The man is R. Buckminster Fuller - half-blind, near-deaf inventor, mathematician, historian, planetary architect, visionary and one of the few souls on the earth who talked with Albert Einstein on that intimidating mathematical wavelength where mass divinizes at the speed of light. He visited India several times, befriended Nehru and his daughter Indira Gandhi and relished the esoteric teachings of yogic seer Sri Aurobindo.

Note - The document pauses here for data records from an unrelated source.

#![cfg(test)]

// Property tests for ChainingHashMap kept inside the crate alongside
// the other table tests.
//
// Property: state-machine equivalence against std::collections::HashMap.
// Chaining resolves every collision inside one bucket's chain, so the
// table is dictionary-equivalent for arbitrary operation sequences,
// including removals and resizes, under any hasher. Invariants checked
// after every operation:
// - len parity with the model;
// - capacity stays prime;
// - len never exceeds capacity (the 1.0 load trigger);
// - pairs() matches the model as a set.

use crate::chaining_hash_map::ChainingHashMap;
use crate::hash::ByteSumBuildHasher;
use crate::prime::is_prime;
use proptest::prelude::*;
use std::collections::HashMap;
use std::hash::{BuildHasher, Hasher};

#[derive(Clone, Debug)]
enum OpI {
    Insert(usize, i32),
    Remove(usize),
    Get(usize),
    Contains(usize),
    Resize(usize),
    Clear,
    Pairs,
}

fn arb_scenario() -> impl Strategy<Value = (Vec<String>, Vec<OpI>)> {
    let pool = proptest::collection::vec("[a-z]{0,5}", 1..=8);
    let op = prop_oneof![
        (any::<usize>(), any::<i32>()).prop_map(|(i, v)| OpI::Insert(i, v)),
        any::<usize>().prop_map(OpI::Remove),
        any::<usize>().prop_map(OpI::Get),
        any::<usize>().prop_map(OpI::Contains),
        (0usize..64).prop_map(OpI::Resize),
        Just(OpI::Clear),
        Just(OpI::Pairs),
    ];
    (pool, proptest::collection::vec(op, 1..100))
}

fn check_dictionary_equivalence<S>(
    pool: &[String],
    ops: &[OpI],
    hasher: S,
) -> Result<(), TestCaseError>
where
    S: BuildHasher + Clone,
{
    let mut sut: ChainingHashMap<String, i32, S> = ChainingHashMap::with_hasher(hasher);
    let mut model: HashMap<String, i32> = HashMap::new();

    for op in ops {
        match op {
            OpI::Insert(i, v) => {
                let k = pool[i % pool.len()].clone();
                prop_assert_eq!(sut.insert(k.clone(), *v), model.insert(k, *v));
            }
            OpI::Remove(i) => {
                let k = &pool[i % pool.len()];
                prop_assert_eq!(sut.remove(k.as_str()), model.remove(k).is_some());
            }
            OpI::Get(i) => {
                let k = &pool[i % pool.len()];
                prop_assert_eq!(sut.get(k.as_str()), model.get(k));
            }
            OpI::Contains(i) => {
                let k = &pool[i % pool.len()];
                prop_assert_eq!(sut.contains_key(k.as_str()), model.contains_key(k));
            }
            OpI::Resize(target) => {
                // Not mirrored in the model: resizing must be invisible
                // to the dictionary surface.
                sut.resize(*target);
            }
            OpI::Clear => {
                sut.clear();
                model.clear();
            }
            OpI::Pairs => {
                let mut got: Vec<(String, i32)> =
                    sut.pairs().into_iter().map(|(k, v)| (k.clone(), *v)).collect();
                got.sort();
                let mut want: Vec<(String, i32)> =
                    model.iter().map(|(k, v)| (k.clone(), *v)).collect();
                want.sort();
                prop_assert_eq!(got, want);
            }
        }

        // Post-conditions after each op
        prop_assert_eq!(sut.len(), model.len());
        prop_assert!(
            is_prime(sut.capacity()),
            "capacity {} is not prime",
            sut.capacity()
        );
        prop_assert!(
            sut.len() <= sut.capacity(),
            "load bound violated: {} entries in {} buckets",
            sut.len(),
            sut.capacity()
        );
    }
    Ok(())
}

proptest! {
    #![proptest_config(ProptestConfig { cases: 64, .. ProptestConfig::default() })]

    #[test]
    fn prop_dictionary_equivalence_random_state((pool, ops) in arb_scenario()) {
        check_dictionary_equivalence(&pool, &ops, std::collections::hash_map::RandomState::new())?;
    }

    // Short lowercase keys produce constant byte-sum collisions, so
    // chains and resize rebuilds get exercised hard.
    #[test]
    fn prop_dictionary_equivalence_byte_sum((pool, ops) in arb_scenario()) {
        check_dictionary_equivalence(&pool, &ops, ByteSumBuildHasher)?;
    }

    // Degenerate hasher: every key lands in one bucket and the table is
    // effectively a linked list.
    #[test]
    fn prop_dictionary_equivalence_const_hash((pool, ops) in arb_scenario()) {
        check_dictionary_equivalence(&pool, &ops, ConstBuildHasher)?;
    }
}

// Collision variant using a constant hasher to stress chain handling.
#[derive(Clone, Default)]
struct ConstBuildHasher;
struct ConstHasher;
impl std::hash::BuildHasher for ConstBuildHasher {
    type Hasher = ConstHasher;
    fn build_hasher(&self) -> Self::Hasher {
        ConstHasher
    }
}
impl Hasher for ConstHasher {
    fn write(&mut self, _bytes: &[u8]) {}
    fn finish(&self) -> u64 {
        0
    }
}
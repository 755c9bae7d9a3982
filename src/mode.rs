//! Statistical mode of a slice, computed with a [`ChainingHashMap`].
//!
//! Example client of the chaining table rather than part of the table
//! core: it exercises borrowed keys (the counting map keys are `&T`
//! into the input slice) and the bucket-order `pairs` traversal.

use std::hash::Hash;

use crate::chaining_hash_map::ChainingHashMap;

/// Returns every value attaining the maximum occurrence count,
/// together with that count.
///
/// Ties are all returned; the order follows the counting table's
/// bucket traversal, not the input. The reported frequency starts at
/// 1, so an empty slice yields `(vec![], 1)`.
pub fn find_mode<T>(values: &[T]) -> (Vec<T>, usize)
where
    T: Hash + Eq + Clone,
{
    let mut counts: ChainingHashMap<&T, usize> = ChainingHashMap::new();
    for value in values {
        let count = match counts.get(value) {
            Some(c) => c + 1,
            None => 1,
        };
        counts.insert(value, count);
    }

    let mut modes: Vec<&T> = Vec::new();
    let mut frequency = 1;
    for (value, count) in counts.pairs() {
        if *count > frequency {
            frequency = *count;
            modes = vec![*value];
        } else if *count == frequency {
            modes.push(*value);
        }
    }

    (modes.into_iter().cloned().collect(), frequency)
}

#[cfg(test)]
mod tests {
    use super::*;

    fn sorted(mut v: Vec<String>) -> Vec<String> {
        v.sort();
        v
    }

    fn strings(raw: &[&str]) -> Vec<String> {
        raw.iter().map(|s| s.to_string()).collect()
    }

    /// Invariant: a single most-frequent value is returned alone with
    /// its count.
    #[test]
    fn single_mode() {
        let input = strings(&["apple", "apple", "grape", "melon", "peach"]);
        let (modes, frequency) = find_mode(&input);
        assert_eq!(modes, vec!["apple".to_string()]);
        assert_eq!(frequency, 2);
    }

    /// Invariant: every value sharing the maximum count is returned.
    #[test]
    fn tied_modes() {
        let input = strings(&[
            "Arch", "Manjaro", "Manjaro", "Mint", "Mint", "Mint", "Ubuntu", "Ubuntu", "Ubuntu",
        ]);
        let (modes, frequency) = find_mode(&input);
        assert_eq!(sorted(modes), strings(&["Mint", "Ubuntu"]));
        assert_eq!(frequency, 3);

        let input = strings(&[
            "2", "4", "2", "6", "8", "4", "1", "3", "4", "5", "7", "3", "3", "2",
        ]);
        let (modes, frequency) = find_mode(&input);
        assert_eq!(sorted(modes), strings(&["2", "3", "4"]));
        assert_eq!(frequency, 3);
    }

    /// Invariant: when every value occurs once, all of them are modes
    /// at frequency 1.
    #[test]
    fn all_distinct_all_modes() {
        let input = strings(&["one", "two", "three", "four", "five"]);
        let (modes, frequency) = find_mode(&input);
        assert_eq!(
            sorted(modes),
            sorted(strings(&["one", "two", "three", "four", "five"]))
        );
        assert_eq!(frequency, 1);
    }

    /// Invariant: an empty slice reports no modes at the initial
    /// frequency of 1.
    #[test]
    fn empty_input() {
        let (modes, frequency) = find_mode::<String>(&[]);
        assert!(modes.is_empty());
        assert_eq!(frequency, 1);
    }

    /// Invariant: the input order never changes the result.
    #[test]
    fn input_order_irrelevant() {
        let forward = strings(&["x", "y", "x", "z", "x", "y"]);
        let mut backward = forward.clone();
        backward.reverse();

        let (modes_a, freq_a) = find_mode(&forward);
        let (modes_b, freq_b) = find_mode(&backward);
        assert_eq!(sorted(modes_a), sorted(modes_b));
        assert_eq!(freq_a, freq_b);
        assert_eq!(freq_a, 3);
    }

    /// Invariant: any hashable, comparable value type works.
    #[test]
    fn integer_values() {
        let (modes, frequency) = find_mode(&[1, 2, 2, 3]);
        assert_eq!(modes, vec![2]);
        assert_eq!(frequency, 2);
    }
}
//! Statistics and diagnostics types.

#[cfg(feature = "metrics")]
use std::cell::Cell;

/// Operation counts for a map.
#[derive(Debug, Clone, Copy, Default)]
pub struct TableOps {
    /// Number of successful lookups (0 when metrics feature disabled).
    pub reads: u64,
    /// Number of inserts and overwrites (0 when metrics feature disabled).
    pub writes: u64,
    /// Number of removals (0 when metrics feature disabled).
    pub removes: u64,
    /// Number of bucket-array rebuilds (0 when metrics feature disabled).
    pub resizes: u64,
}

/// Operation counters for a single map.
///
/// The map is single-threaded, so plain `Cell` counters are enough.
#[cfg(feature = "metrics")]
pub(crate) struct OpCounters {
    reads: Cell<u64>,
    writes: Cell<u64>,
    removes: Cell<u64>,
    resizes: Cell<u64>,
}

#[cfg(feature = "metrics")]
impl OpCounters {
    pub fn new() -> Self {
        Self {
            reads: Cell::new(0),
            writes: Cell::new(0),
            removes: Cell::new(0),
            resizes: Cell::new(0),
        }
    }

    #[inline]
    pub fn record_read(&self) {
        self.reads.set(self.reads.get() + 1);
    }

    #[inline]
    pub fn record_write(&self) {
        self.writes.set(self.writes.get() + 1);
    }

    #[inline]
    pub fn record_remove(&self) {
        self.removes.set(self.removes.get() + 1);
    }

    #[inline]
    pub fn record_resize(&self) {
        self.resizes.set(self.resizes.get() + 1);
    }

    pub fn snapshot(&self) -> TableOps {
        TableOps {
            reads: self.reads.get(),
            writes: self.writes.get(),
            removes: self.removes.get(),
            resizes: self.resizes.get(),
        }
    }
}

#[cfg(feature = "metrics")]
impl Default for OpCounters {
    fn default() -> Self {
        Self::new()
    }
}

/// Zero-sized placeholder when metrics are disabled.
#[cfg(not(feature = "metrics"))]
pub(crate) struct OpCounters;

#[cfg(not(feature = "metrics"))]
impl OpCounters {
    pub fn new() -> Self {
        OpCounters
    }

    #[inline]
    pub fn record_read(&self) {}

    #[inline]
    pub fn record_write(&self) {}

    #[inline]
    pub fn record_remove(&self) {}

    #[inline]
    pub fn record_resize(&self) {}

    pub fn snapshot(&self) -> TableOps {
        TableOps::default()
    }
}

#[cfg(not(feature = "metrics"))]
impl Default for OpCounters {
    fn default() -> Self {
        Self::new()
    }
}

/// Aggregate snapshot of a map's shape and activity.
#[derive(Debug, Clone)]
pub struct Stats {
    /// Total number of entries across all buckets.
    pub size: usize,
    /// Current bucket count.
    pub capacity: usize,
    /// Number of entries in each bucket.
    pub bucket_lengths: Vec<usize>,
    /// Longest chain length the map is currently tracking.
    pub max_chain_length: usize,
    /// Shortest chain length the map is currently tracking.
    pub min_chain_length: usize,
    /// `size / capacity` at snapshot time.
    pub load_factor: f64,
    /// Longest-to-shortest tracked chain ratio (1.0 while the shortest is 0).
    pub chain_length_factor: f64,
    /// Operation counts (zeros when the `metrics` feature is disabled).
    pub operations: TableOps,
}
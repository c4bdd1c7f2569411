use crate::bytes::AsBytes;
use crate::error::Error;
use crate::hash::BucketHasher;
use std::cmp::Ordering;

/// Bucket count a map starts with unless configured otherwise.
pub const DEFAULT_CAPACITY: usize = 128;

/// Which hash strategy to use for bucket assignment.
#[derive(Debug, Clone, Copy, PartialEq, Eq, Default)]
pub enum HashStrategy {
    /// Murmur-style mixing hash (default, well-distributed).
    #[default]
    Murmur,
    /// Polynomial djb2 hash (cheapest per byte).
    Djb2,
    /// From-scratch SHA-256 digest hash (slow, near-uniform distribution).
    Sha256,
    /// ahash-backed strategy for callers that prefer the ecosystem hasher.
    AHash,
    /// fxhash-backed strategy (faster but potentially less distributed).
    #[cfg(feature = "fxhash")]
    FxHash,
}

/// User-provided key comparison. Enables keys whose equality is narrower
/// than their byte view (or custom orderings for chain-level sorting).
pub trait KeyComparer<K: ?Sized> {
    /// Total order over keys; the map treats `Ordering::Equal` as a match.
    fn compare(&self, a: &K, b: &K) -> Ordering;
}

/// Default comparison: lexicographic over the keys' byte views.
#[derive(Debug, Clone, Copy, Default)]
pub struct BytesComparer;

impl<K: AsBytes + ?Sized> KeyComparer<K> for BytesComparer {
    #[inline]
    fn compare(&self, a: &K, b: &K) -> Ordering {
        a.as_bytes().cmp(b.as_bytes())
    }
}

/// Configuration for a ChainMap instance.
#[derive(Debug)]
pub struct Config {
    pub(crate) initial_capacity: usize,
    pub(crate) hash_strategy: HashStrategy,
}

impl Config {
    /// Create a new config with defaults (128 buckets, murmur strategy).
    pub fn new() -> Self {
        Self::default()
    }

    /// Set the starting bucket count. Must be greater than 0; this is also
    /// the floor the map shrinks back to.
    pub fn initial_capacity(mut self, capacity: usize) -> Result<Self, Error> {
        if capacity == 0 {
            return Err(Error::InvalidCapacity);
        }
        self.initial_capacity = capacity;
        Ok(self)
    }

    /// Set the hash strategy to use.
    pub fn hash_strategy(mut self, strategy: HashStrategy) -> Self {
        self.hash_strategy = strategy;
        self
    }
}

impl Default for Config {
    fn default() -> Self {
        Self {
            initial_capacity: DEFAULT_CAPACITY,
            hash_strategy: HashStrategy::Murmur,
        }
    }
}

/// Builder for creating a ChainMap with custom configuration.
pub struct ChainMapBuilder<C = BytesComparer> {
    config: Config,
    comparer: C,
}

impl ChainMapBuilder<BytesComparer> {
    /// Create a new builder with default configuration.
    pub fn new() -> Self {
        Self {
            config: Config::default(),
            comparer: BytesComparer,
        }
    }
}

impl<C> ChainMapBuilder<C> {
    /// Set the starting bucket count. Must be greater than 0.
    pub fn initial_capacity(mut self, capacity: usize) -> Result<Self, Error> {
        self.config = self.config.initial_capacity(capacity)?;
        Ok(self)
    }

    /// Set the hash strategy to use.
    pub fn hash_strategy(mut self, strategy: HashStrategy) -> Self {
        self.config = self.config.hash_strategy(strategy);
        self
    }

    /// Use a custom key comparer instead of byte-view comparison.
    pub fn comparer<C2>(self, comparer: C2) -> ChainMapBuilder<C2> {
        ChainMapBuilder {
            config: self.config,
            comparer,
        }
    }

    /// Build a ChainMap with the configured settings.
    pub fn build<K, V>(self) -> Result<crate::ChainMap<K, V, C>, Error>
    where
        K: AsBytes,
        C: KeyComparer<K>,
    {
        crate::ChainMap::with_comparer(self.config, self.comparer)
    }
}

impl Default for ChainMapBuilder<BytesComparer> {
    fn default() -> Self {
        Self::new()
    }
}

/// Create a hash strategy instance based on the configuration.
pub(crate) fn create_hasher(strategy: HashStrategy) -> BucketHasher {
    match strategy {
        HashStrategy::Murmur => BucketHasher::Murmur,
        HashStrategy::Djb2 => BucketHasher::Djb2,
        HashStrategy::Sha256 => BucketHasher::Sha256,
        HashStrategy::AHash => BucketHasher::AHash,
        #[cfg(feature = "fxhash")]
        HashStrategy::FxHash => BucketHasher::FxHash,
    }
}
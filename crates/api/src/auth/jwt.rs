//! JWT token generation and validation

use jsonwebtoken::{decode, encode, Algorithm, DecodingKey, EncodingKey, Header, Validation};
use serde::{Deserialize, Serialize};
use time::{Duration, OffsetDateTime};
use uuid::Uuid;

/// `token_type` claim of super-admin session tokens
pub const ADMIN_SESSION_TOKEN_TYPE: &str = "admin_session";

/// JWT claims of a super-admin session token
#[derive(Debug, Clone, Serialize, Deserialize)]
pub struct AdminClaims {
    /// Subject (admin email)
    pub sub: String,
    /// Issued at
    pub iat: i64,
    /// Expiration
    pub exp: i64,
    /// Token type, always [`ADMIN_SESSION_TOKEN_TYPE`] for valid sessions
    pub token_type: String,
    /// JWT ID (jti) for revocation on logout
    pub jti: String,
}

/// JWT claims structure for Supabase-issued tokens
#[derive(Debug, Clone, Serialize, Deserialize)]
pub struct SupabaseClaims {
    /// Subject (user ID as string, will be parsed to UUID)
    pub sub: String,
    pub email: Option<String>,
    /// Role (authenticated, anon, etc.)
    pub role: Option<String>,
    pub aud: Option<String>,
    pub iat: Option<i64>,
    pub exp: i64,
}

/// JWT manager for token operations
#[derive(Clone)]
pub struct JwtManager {
    encoding_key: EncodingKey,
    decoding_key: DecodingKey,
    supabase_decoding_key: DecodingKey,
    admin_session_hours: i64,
}

impl JwtManager {
    pub fn new(secret: &str, supabase_secret: &str, admin_session_hours: i64) -> Self {
        Self {
            encoding_key: EncodingKey::from_secret(secret.as_bytes()),
            decoding_key: DecodingKey::from_secret(secret.as_bytes()),
            supabase_decoding_key: DecodingKey::from_secret(supabase_secret.as_bytes()),
            admin_session_hours,
        }
    }

    /// Issue a super-admin session token with a unique JTI
    pub fn issue_admin_session(&self, email: &str) -> Result<(String, AdminClaims), JwtError> {
        self.issue_admin_session_at(email, OffsetDateTime::now_utc())
    }

    fn issue_admin_session_at(
        &self,
        email: &str,
        now: OffsetDateTime,
    ) -> Result<(String, AdminClaims), JwtError> {
        let exp = now + Duration::hours(self.admin_session_hours);

        let claims = AdminClaims {
            sub: email.to_string(),
            iat: now.unix_timestamp(),
            exp: exp.unix_timestamp(),
            token_type: ADMIN_SESSION_TOKEN_TYPE.to_string(),
            jti: Uuid::new_v4().to_string(),
        };

        // Explicit algorithm prevents algorithm confusion attacks
        let token = encode(&Header::new(Algorithm::HS256), &claims, &self.encoding_key)
            .map_err(|e| JwtError::Encoding(e.to_string()))?;

        Ok((token, claims))
    }

    /// Validate a super-admin session token (signature, expiry and type)
    pub fn validate_admin_session(&self, token: &str) -> Result<AdminClaims, JwtError> {
        let mut validation = Validation::new(Algorithm::HS256);
        validation.leeway = 60; // 60 second clock skew tolerance

        let claims = decode::<AdminClaims>(token, &self.decoding_key, &validation)
            .map(|data| data.claims)
            .map_err(map_decode_error)?;

        if claims.token_type != ADMIN_SESSION_TOKEN_TYPE {
            return Err(JwtError::WrongTokenType);
        }
        Ok(claims)
    }

    /// Session lifetime in seconds
    pub fn admin_session_seconds(&self) -> i64 {
        self.admin_session_hours * 3600
    }

    /// Validate a Supabase-issued JWT token
    pub fn validate_supabase_token(&self, token: &str) -> Result<SupabaseClaims, JwtError> {
        let mut validation = Validation::new(Algorithm::HS256);
        validation.leeway = 60;
        // Supabase uses "authenticated" as the audience
        validation.set_audience(&["authenticated"]);

        decode::<SupabaseClaims>(token, &self.supabase_decoding_key, &validation)
            .map(|data| data.claims)
            .map_err(|e| {
                if matches!(e.kind(), jsonwebtoken::errors::ErrorKind::InvalidAudience) {
                    tracing::warn!("Supabase JWT audience validation failed - rejecting token");
                }
                map_decode_error(e)
            })
    }
}

fn map_decode_error(e: jsonwebtoken::errors::Error) -> JwtError {
    use jsonwebtoken::errors::ErrorKind;

    match e.kind() {
        ErrorKind::ExpiredSignature => JwtError::Expired,
        ErrorKind::InvalidToken
        | ErrorKind::InvalidAlgorithm
        | ErrorKind::InvalidSignature
        | ErrorKind::InvalidAudience => JwtError::Invalid,
        _ => JwtError::Validation(e.to_string()),
    }
}

#[derive(Debug, thiserror::Error)]
pub enum JwtError {
    #[error("Token has expired")]
    Expired,
    #[error("Invalid token")]
    Invalid,
    #[error("Wrong token type")]
    WrongTokenType,
    #[error("Token encoding failed: {0}")]
    Encoding(String),
    #[error("Token validation failed: {0}")]
    Validation(String),
}
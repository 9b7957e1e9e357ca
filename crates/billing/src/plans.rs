//! Plan catalog
//!
//! Single source of truth for billing period length, list price, display
//! name and feature entitlements of every plan. Every code path that computes
//! a period end goes through [`plan_duration`].

use dineflow_shared::PlanType;
use serde::{Deserialize, Serialize};
use time::Duration;

/// Period length used when a plan tag is not recognized
pub const DEFAULT_PERIOD_DAYS: i64 = 30;

/// Sentinel for "no limit" in [`PlanFeatures`] (what the dashboard expects)
pub const UNLIMITED: i64 = -1;

/// Billing period length for a raw plan tag.
///
/// `monthly` → 30 days, `semiannual` → 180 days, `annual` → 365 days,
/// anything else (including `trial`) → 30 days.
pub fn plan_duration(plan_tag: &str) -> Duration {
    let days = match plan_tag.trim().to_lowercase().as_str() {
        "monthly" => 30,
        "semiannual" => 180,
        "annual" => 365,
        _ => DEFAULT_PERIOD_DAYS,
    };
    Duration::days(days)
}

/// Resolve a plan tag from processor metadata.
///
/// Unknown or missing tags fall back to `monthly`, the same plan whose
/// duration [`plan_duration`] falls back to. The boolean is `false` when the
/// fallback was used.
pub fn resolve_plan(plan_tag: Option<&str>) -> (PlanType, bool) {
    match plan_tag.map(str::parse::<PlanType>) {
        Some(Ok(plan)) => (plan, true),
        _ => (PlanType::Monthly, false),
    }
}

/// List price in cents (one charge per billing period)
pub fn price_cents(plan: PlanType) -> i64 {
    match plan {
        PlanType::Trial => 0,
        PlanType::Monthly => 299,
        PlanType::Semiannual => 999,
        PlanType::Annual => 1999,
    }
}

/// Human-readable plan name shown on the billing page
pub fn display_name(plan: PlanType) -> &'static str {
    match plan {
        PlanType::Trial => "Free Trial",
        PlanType::Monthly => "Monthly Plan",
        PlanType::Semiannual => "6-Month Plan",
        PlanType::Annual => "Annual Plan",
    }
}

/// Feature entitlements of a plan
#[derive(Debug, Clone, Copy, PartialEq, Eq, Serialize, Deserialize)]
#[serde(rename_all = "camelCase")]
pub struct PlanFeatures {
    pub max_customers: i64,
    pub max_branches: i64,
    pub advanced_analytics: bool,
    pub priority_support: bool,
    pub api_access: bool,
    pub custom_branding: bool,
}

impl PlanFeatures {
    pub fn for_plan(plan: PlanType) -> Self {
        match plan {
            PlanType::Trial => Self {
                max_customers: 100,
                max_branches: 1,
                advanced_analytics: false,
                priority_support: false,
                api_access: false,
                custom_branding: false,
            },
            PlanType::Monthly => Self {
                max_customers: UNLIMITED,
                max_branches: 1,
                advanced_analytics: true,
                priority_support: false,
                api_access: false,
                custom_branding: false,
            },
            PlanType::Semiannual => Self {
                max_customers: UNLIMITED,
                max_branches: 3,
                advanced_analytics: true,
                priority_support: true,
                api_access: false,
                custom_branding: false,
            },
            PlanType::Annual => Self {
                max_customers: UNLIMITED,
                max_branches: UNLIMITED,
                advanced_analytics: true,
                priority_support: true,
                api_access: true,
                custom_branding: true,
            },
        }
    }
}
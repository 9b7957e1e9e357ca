//! Authentication middleware for Axum

use axum::{
    extract::{Request, State},
    http::{header::AUTHORIZATION, StatusCode},
    middleware::Next,
    response::{IntoResponse, Response},
    Json,
};
use dineflow_shared::AccountId;
use serde_json::json;

use super::jwt::{JwtError, JwtManager};
use super::sessions::SessionRevocations;

/// Restaurant owner authenticated by a Supabase JWT
#[derive(Debug, Clone)]
pub struct AuthUser {
    pub account_id: AccountId,
    pub email: Option<String>,
}

/// Validated super-admin session
#[derive(Debug, Clone)]
pub struct AdminSession {
    pub email: String,
    pub jti: String,
    pub expires_at: i64,
}

/// State needed for authentication
#[derive(Clone)]
pub struct AuthState {
    pub jwt_manager: JwtManager,
    pub revocations: SessionRevocations,
}

/// Extract bearer token from the Authorization header
fn extract_bearer_token(request: &Request) -> Option<String> {
    request
        .headers()
        .get(AUTHORIZATION)
        .and_then(|h| h.to_str().ok())
        .and_then(|header| header.strip_prefix("Bearer "))
        .map(|token| token.trim().to_string())
        .filter(|token| !token.is_empty())
}

/// Middleware that requires a restaurant owner's Supabase token
pub async fn require_auth(
    State(auth_state): State<AuthState>,
    mut request: Request,
    next: Next,
) -> Response {
    let path = request.uri().path().to_string();

    let Some(token) = extract_bearer_token(&request) else {
        tracing::warn!(path = %path, "require_auth: no bearer token");
        return AuthError::MissingAuth.into_response();
    };

    match authenticate_user(&auth_state, &token) {
        Ok(auth_user) => {
            tracing::debug!(
                path = %path,
                account_id = %auth_user.account_id,
                "require_auth: authentication successful"
            );
            request.extensions_mut().insert(auth_user);
            next.run(request).await
        }
        Err(err) => {
            tracing::warn!(path = %path, error = ?err, "require_auth: authentication failed");
            err.into_response()
        }
    }
}

fn authenticate_user(auth_state: &AuthState, token: &str) -> Result<AuthUser, AuthError> {
    let claims = auth_state
        .jwt_manager
        .validate_supabase_token(token)
        .map_err(AuthError::from)?;

    let account_id = AccountId::parse(&claims.sub).map_err(|_| AuthError::InvalidToken)?;

    Ok(AuthUser {
        account_id,
        email: claims.email,
    })
}

/// Middleware that requires a valid, unrevoked super-admin session
pub async fn require_super_admin(
    State(auth_state): State<AuthState>,
    mut request: Request,
    next: Next,
) -> Response {
    let path = request.uri().path().to_string();

    let Some(token) = extract_bearer_token(&request) else {
        tracing::warn!(path = %path, "require_super_admin: no bearer token");
        return AuthError::MissingAuth.into_response();
    };

    let claims = match auth_state.jwt_manager.validate_admin_session(&token) {
        Ok(claims) => claims,
        Err(err) => {
            tracing::warn!(path = %path, error = %err, "require_super_admin: invalid session");
            return AuthError::from(err).into_response();
        }
    };

    if auth_state.revocations.is_revoked(&claims.jti).await {
        tracing::warn!(path = %path, jti = %claims.jti, "require_super_admin: session revoked");
        return AuthError::SessionRevoked.into_response();
    }

    request.extensions_mut().insert(AdminSession {
        email: claims.sub,
        jti: claims.jti,
        expires_at: claims.exp,
    });
    next.run(request).await
}

#[derive(Debug, thiserror::Error)]
pub enum AuthError {
    #[error("Missing authentication")]
    MissingAuth,
    #[error("Invalid or expired token")]
    InvalidToken,
    #[error("Session has been revoked")]
    SessionRevoked,
    #[error("Insufficient permissions")]
    InsufficientPermissions,
}

impl From<JwtError> for AuthError {
    fn from(err: JwtError) -> Self {
        match err {
            JwtError::WrongTokenType => AuthError::InsufficientPermissions,
            _ => AuthError::InvalidToken,
        }
    }
}

impl IntoResponse for AuthError {
    fn into_response(self) -> Response {
        let (status, message) = match self {
            AuthError::MissingAuth => (StatusCode::UNAUTHORIZED, "Authentication required"),
            AuthError::InvalidToken => (StatusCode::UNAUTHORIZED, "Invalid or expired token"),
            AuthError::SessionRevoked => (StatusCode::UNAUTHORIZED, "Session has been revoked"),
            AuthError::InsufficientPermissions => {
                (StatusCode::FORBIDDEN, "Insufficient permissions")
            }
        };

        let body = Json(json!({
            "error": message,
            "code": status.as_u16()
        }));

        (status, body).into_response()
    }
}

Hindus who dialogued with him personally, such as architect Vyom Akhil, happily welcome the sagely octogenarian as an "honorary Hindu." Fuller, to them, was one of the few great science minds that unequivocably insisted on the Vedic view that God, creation and energy are one.


My “Encounter” with “Bucky” in 1967

I personally met “Bucky” and spent three days with him when he came to my international private high school, Verde Valley School, Sedona, Arizona. a magical place, in 1968. This was before Sedona was abducted by the New Age herd who decided Sedona was a “An Earth Vortex Center of the Universal Cosmic/Galactic Energy” and one of six pivotal “energy axis points on earth.” When I schooled there,  Sedona was nothing, I went there four times in three years, It had one gas station with a grocery store and one motel, the Turtle Inn. Our school was ten miles away in Oak Creek Canyon, now the home of billionaire internet moguls I hear.  Then it was just a deserted desertscape with  those world-famous orange/red sedimentary bluff/rock buttes, some cactus  lizards “gulches” carved into the terrain by sudden rains which used them as drainage troughs to the Oak Creek  or elsewhere,,,,,and a night sky like a Disneyland planetarium.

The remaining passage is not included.